What you return should be the lines from the first line of the records below through the line holding "per-material CBVs, per-pass", unchanged.

Data records
○ ○ ○ ○
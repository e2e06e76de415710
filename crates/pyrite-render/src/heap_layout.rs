// Copyright 2025 the Pyrite authors
//
// Licensed under the Apache License, Version 2.0 (the "License");
// you may not use this file except in compliance with the License.
// You may obtain a copy of the License at
//
//     http://www.apache.org/licenses/LICENSE-2.0
//
// Unless required by applicable law or agreed to in writing, software
// distributed under the License is distributed on an "AS IS" BASIS,
// WITHOUT WARRANTIES OR CONDITIONS OF ANY KIND, either express or implied.
// See the License for the specific language governing permissions and
// limitations under the License.

//! The four-region layout of the shared shader-visible descriptor heap.
//!
//! Regions in fixed order: per-object CBVs, per-material CBVs, per-pass
//! CBVs, then SRVs (slot 0 of the SRV region is the 1x1 white fallback
//! texture). Bases are computed once from the final scene counts; there is
//! deliberately no way to grow the layout afterwards — adding a drawable
//! after heap construction requires a rebuild.
//!
//! Every descriptor offset the renderer binds flows through this type.
//! Scattered ad hoc offset arithmetic is how heaps get silently corrupted.

/// A checked, heap-relative descriptor slot index.
#[derive(Debug, Clone, Copy, PartialEq, Eq)]
pub struct HeapOffset(pub u32);

/// Immutable region layout for one shared CBV/SRV/UAV heap.
#[derive(Debug, Clone)]
pub struct HeapLayout {
    num_frames: u32,
    num_objects: u32,
    num_materials: u32,
    num_textures: u32,
}

impl HeapLayout {
    /// Builds the layout from final counts. `num_textures` includes the
    /// fallback texture.
    pub fn new(num_frames: u32, num_objects: u32, num_materials: u32, num_textures: u32) -> Self {
        assert!(num_frames > 0, "at least one frame resource is required");
        assert!(num_textures > 0, "the fallback texture always exists");
        Self {
            num_frames,
            num_objects,
            num_materials,
            num_textures,
        }
    }

    /// First slot of the per-object CBV region (always 0).
    pub fn object_region_base(&self) -> u32 {
        0
    }

    /// First slot of the per-material CBV region.
    pub fn material_region_base(&self) -> u32 {
        self.num_objects * self.num_frames
    }

    /// First slot of the per-pass CBV region.
    pub fn pass_region_base(&self) -> u32 {
        self.material_region_base() + self.num_materials * self.num_frames
    }

    /// First slot of the SRV region.
    pub fn srv_region_base(&self) -> u32 {
        self.pass_region_base() + self.num_frames
    }

    /// Total number of slots the heap must hold.
    pub fn total_slots(&self) -> u32 {
        self.srv_region_base() + self.num_textures
    }

    /// Slot of object `object`'s CBV for frame resource `frame`.
    ///
    /// Frame-major: all of a frame's object CBVs are contiguous, so the
    /// per-drawable table offset during recording is
    /// `frame * num_objects + object`.
    pub fn object_cbv(&self, frame: u32, object: u32) -> HeapOffset {
        assert!(frame < self.num_frames, "frame index out of range");
        assert!(object < self.num_objects, "object index out of range");
        HeapOffset(frame * self.num_objects + object)
    }

    /// Slot of material `material`'s CBV for frame resource `frame`.
    pub fn material_cbv(&self, frame: u32, material: u32) -> HeapOffset {
        assert!(frame < self.num_frames, "frame index out of range");
        assert!(material < self.num_materials, "material index out of range");
        HeapOffset(self.material_region_base() + frame * self.num_materials + material)
    }

    /// Slot of the per-pass CBV for frame resource `frame`.
    pub fn pass_cbv(&self, frame: u32) -> HeapOffset {
        assert!(frame < self.num_frames, "frame index out of range");
        HeapOffset(self.pass_region_base() + frame)
    }

    /// Slot of SRV `texture` (0 is the fallback texture).
    pub fn srv(&self, texture: u32) -> HeapOffset {
        assert!(texture < self.num_textures, "texture index out of range");
        HeapOffset(self.srv_region_base() + texture)
    }

    /// The fallback texture's SRV slot.
    pub fn fallback_srv(&self) -> HeapOffset {
        self.srv(0)
    }

    /// Number of frame resources the layout was sized for.
    pub fn num_frames(&self) -> u32 {
        self.num_frames
    }

    /// Number of per-object slots per frame.
    pub fn num_objects(&self) -> u32 {
        self.num_objects
    }

    /// Number of per-material slots per frame.
    pub fn num_materials(&self) -> u32 {
        self.num_materials
    }

    /// Number of SRV slots, fallback included.
    pub fn num_textures(&self) -> u32 {
        self.num_textures
    }
}

#[cfg(test)]
mod tests {
    use super::*;

    #[test]
    fn region_bases_match_reference_layout() {
        // 10 drawables, 3 materials, 3 frames, 5 textures.
        let layout = HeapLayout::new(3, 10, 3, 5);
        assert_eq!(layout.object_region_base(), 0);
        assert_eq!(layout.material_region_base(), 30);
        assert_eq!(layout.pass_region_base(), 39);
        assert_eq!(layout.srv_region_base(), 42);
        assert_eq!(layout.total_slots(), 47);
    }

    #[test]
    fn regions_never_overlap() {
        for frames in 1..4u32 {
            for objects in 0..8u32 {
                for materials in 0..5u32 {
                    for textures in 1..6u32 {
                        let layout = HeapLayout::new(frames, objects, materials, textures);
                        let object_end = layout.object_region_base() + objects * frames;
                        assert!(object_end <= layout.material_region_base());
                        let material_end = layout.material_region_base() + materials * frames;
                        assert!(material_end <= layout.pass_region_base());
                        assert!(layout.pass_region_base() + frames <= layout.srv_region_base());
                        assert!(layout.srv_region_base() + textures <= layout.total_slots());
                    }
                }
            }
        }
    }

    #[test]
    fn object_slots_are_frame_major() {
        let layout = HeapLayout::new(3, 10, 3, 5);
        assert_eq!(layout.object_cbv(0, 0), HeapOffset(0));
        assert_eq!(layout.object_cbv(0, 9), HeapOffset(9));
        assert_eq!(layout.object_cbv(1, 0), HeapOffset(10));
        assert_eq!(layout.object_cbv(2, 9), HeapOffset(29));
    }

    #[test]
    fn pass_and_srv_slots() {
        let layout = HeapLayout::new(3, 10, 3, 5);
        assert_eq!(layout.pass_cbv(0), HeapOffset(39));
        assert_eq!(layout.pass_cbv(2), HeapOffset(41));
        assert_eq!(layout.fallback_srv(), HeapOffset(42));
        assert_eq!(layout.srv(4), HeapOffset(46));
    }

    #[test]
    #[should_panic(expected = "object index out of range")]
    fn out_of_range_object_is_rejected() {
        HeapLayout::new(3, 10, 3, 5).object_cbv(0, 10);
    }
}
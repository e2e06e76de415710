// Copyright 2025 the Pyrite authors
//
// Licensed under the Apache License, Version 2.0 (the "License");
// you may not use this file except in compliance with the License.
// You may obtain a copy of the License at
//
//     http://www.apache.org/licenses/LICENSE-2.0
//
// Unless required by applicable law or agreed to in writing, software
// distributed under the License is distributed on an "AS IS" BASIS,
// WITHOUT WARRANTIES OR CONDITIONS OF ANY KIND, either express or implied.
// See the License for the specific language governing permissions and
// limitations under the License.

//! Pyrite sandbox: a grid of spinning cubes under two material workflows.

#[cfg(not(windows))]
fn main() {
    eprintln!("The sandbox renders through Direct3D 12 and only runs on Windows.");
    eprintln!("The renderer itself is tested everywhere: cargo test -p pyrite-render");
}

#[cfg(windows)]
fn main() -> anyhow::Result<()> {
    env_logger::Builder::from_env(env_logger::Env::default().default_filter_or("info")).init();

    let event_loop = winit::event_loop::EventLoop::new()?;
    event_loop.set_control_flow(winit::event_loop::ControlFlow::Poll);
    let mut app = app::Sandbox::new();
    event_loop.run_app(&mut app)?;
    Ok(())
}

#[cfg(windows)]
mod app {
    use anyhow::Context;
    use pyrite_core::gpu::GpuDevice;
    use pyrite_core::math::{Mat4, Vec3};
    use pyrite_dx12::{Dx12Device, Dx12SwapChain};
    use pyrite_render::material::MaterialWorkflow;
    use pyrite_render::scene::{cube, MaterialDesc, SceneData, TextureData};
    use pyrite_render::{Renderer, RendererConfig, ViewMatrices};
    use std::path::Path;
    use std::sync::Arc;
    use std::time::Instant;
    use winit::application::ApplicationHandler;
    use winit::dpi::LogicalSize;
    use winit::event::WindowEvent;
    use winit::event_loop::ActiveEventLoop;
    use winit::window::{Window, WindowId};

    const GRID: i32 = 3;

    /// An 8x8-cell checkerboard, the classic "textures work" probe.
    fn checkerboard(size: u32) -> TextureData {
        let cell = size / 8;
        let mut pixels = Vec::with_capacity((size * size * 4) as usize);
        for y in 0..size {
            for x in 0..size {
                let on = ((x / cell) + (y / cell)) % 2 == 0;
                let v = if on { 0xe0 } else { 0x30 };
                pixels.extend_from_slice(&[v, v, v, 0xff]);
            }
        }
        TextureData {
            name: "checkerboard".to_owned(),
            width: size,
            height: size,
            pixels,
        }
    }

    fn demo_scene() -> SceneData {
        let materials = vec![
            MaterialDesc {
                name: "checkered metal".to_owned(),
                workflow: MaterialWorkflow::MetallicRoughness {
                    base_color_factor: [1.0, 0.6, 0.3, 1.0],
                    metallic_factor: 0.8,
                    roughness_factor: 0.35,
                },
                base_color_texture: Some(0),
                metallic_roughness_texture: None,
                normal_texture: None,
                emissive_texture: None,
                emissive_factor: 0.0,
            },
            MaterialDesc {
                name: "glossy blue".to_owned(),
                workflow: MaterialWorkflow::SpecularGlossiness {
                    diffuse_factor: [0.2, 0.3, 0.9, 1.0],
                    specular_factor: Vec3::new(0.9, 0.9, 0.9),
                    glossiness_factor: 0.7,
                },
                base_color_texture: None,
                metallic_roughness_texture: None,
                normal_texture: None,
                emissive_texture: None,
                emissive_factor: 0.0,
            },
        ];
        let mut meshes = Vec::new();
        for row in 0..GRID {
            for col in 0..GRID {
                let index = row * GRID + col;
                let world = Mat4::from_translation(Vec3::new(
                    (col - GRID / 2) as f32 * 1.8,
                    0.0,
                    (row - GRID / 2) as f32 * 1.8,
                ));
                meshes.push(cube(
                    &format!("cube {index}"),
                    world,
                    Some((index % 2) as usize),
                ));
            }
        }
        SceneData {
            meshes,
            materials,
            textures: vec![checkerboard(64)],
        }
    }

    pub struct Sandbox {
        window: Option<Arc<Window>>,
        renderer: Option<Renderer>,
        positions: Vec<Vec3>,
        start: Instant,
    }

    impl Sandbox {
        pub fn new() -> Self {
            Self {
                window: None,
                renderer: None,
                positions: Vec::new(),
                start: Instant::now(),
            }
        }

        fn init(&mut self, event_loop: &ActiveEventLoop) -> anyhow::Result<()> {
            let window = Arc::new(
                event_loop
                    .create_window(
                        Window::default_attributes()
                            .with_title("Pyrite Sandbox")
                            .with_inner_size(LogicalSize::new(1280.0, 720.0)),
                    )
                    .context("window creation")?,
            );
            let size = window.inner_size();

            let config = RendererConfig::default();
            let device = Dx12Device::new()?;
            let swap_chain = Dx12SwapChain::new(
                &device,
                window.as_ref(),
                size.width,
                size.height,
                config.back_buffer_count,
            )?;

            let mut renderer = Renderer::new(
                Arc::new(device) as Arc<dyn GpuDevice>,
                Box::new(swap_chain),
                config,
                demo_scene(),
                Path::new("assets/shaders"),
            )?;

            let aspect = size.width as f32 / size.height.max(1) as f32;
            let eye = Vec3::new(0.0, 4.5, 8.0);
            renderer.set_view(ViewMatrices {
                view: Mat4::look_at_rh(eye, Vec3::ZERO, Vec3::UP),
                proj: Mat4::perspective_rh_zo(std::f32::consts::FRAC_PI_4, aspect, 0.1, 100.0),
                eye,
            });

            self.positions = renderer
                .drawables()
                .iter()
                .map(|d| {
                    let col = d.world.cols[3];
                    Vec3::new(col.x, col.y, col.z)
                })
                .collect();
            self.renderer = Some(renderer);
            self.window = Some(window);
            Ok(())
        }

        fn draw_frame(&mut self) -> anyhow::Result<()> {
            let Some(renderer) = self.renderer.as_mut() else {
                return Ok(());
            };
            let t = self.start.elapsed().as_secs_f32();
            for (i, position) in self.positions.iter().enumerate() {
                // Neighbouring cubes spin out of phase.
                let angle = t * 0.8 + i as f32 * 0.35;
                let world = Mat4::from_translation(*position)
                    * Mat4::from_rotation_y(angle)
                    * Mat4::from_rotation_x(angle * 0.5);
                renderer.set_world(i, world);
            }
            renderer.render()?;
            Ok(())
        }
    }

    impl ApplicationHandler for Sandbox {
        fn resumed(&mut self, event_loop: &ActiveEventLoop) {
            if self.renderer.is_some() {
                return;
            }
            if let Err(e) = self.init(event_loop) {
                log::error!("Initialization failed: {e:#}");
                event_loop.exit();
            }
        }

        fn window_event(
            &mut self,
            event_loop: &ActiveEventLoop,
            _window_id: WindowId,
            event: WindowEvent,
        ) {
            match event {
                WindowEvent::CloseRequested => event_loop.exit(),
                WindowEvent::RedrawRequested => {
                    if let Err(e) = self.draw_frame() {
                        log::error!("Rendering failed: {e:#}");
                        event_loop.exit();
                    }
                }
                _ => {}
            }
        }

        fn about_to_wait(&mut self, _event_loop: &ActiveEventLoop) {
            if let Some(window) = &self.window {
                window.request_redraw();
            }
        }
    }
}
○ ○ ○ ○
EXERCISE OUTPUT
repository e2e06e76de415710
filename crates/pyrite-render/src/heap_layout.rs
// Copyright 2025 the Pyrite authors
//
// Licensed under the Apache License, Version 2.0 (the "License");
// you may not use this file except in compliance with the License.
// You may obtain a copy of the License at
//
//     http://www.apache.org/licenses/LICENSE-2.0
//
// Unless required by applicable law or agreed to in writing, software
// distributed under the License is distributed on an "AS IS" BASIS,
// WITHOUT WARRANTIES OR CONDITIONS OF ANY KIND, either express or implied.
// See the License for the specific language governing permissions and
// limitations under the License.

//! The four-region layout of the shared shader-visible descriptor heap.
//!
//! Regions in fixed order: per-object CBVs, per-material CBVs, per-pass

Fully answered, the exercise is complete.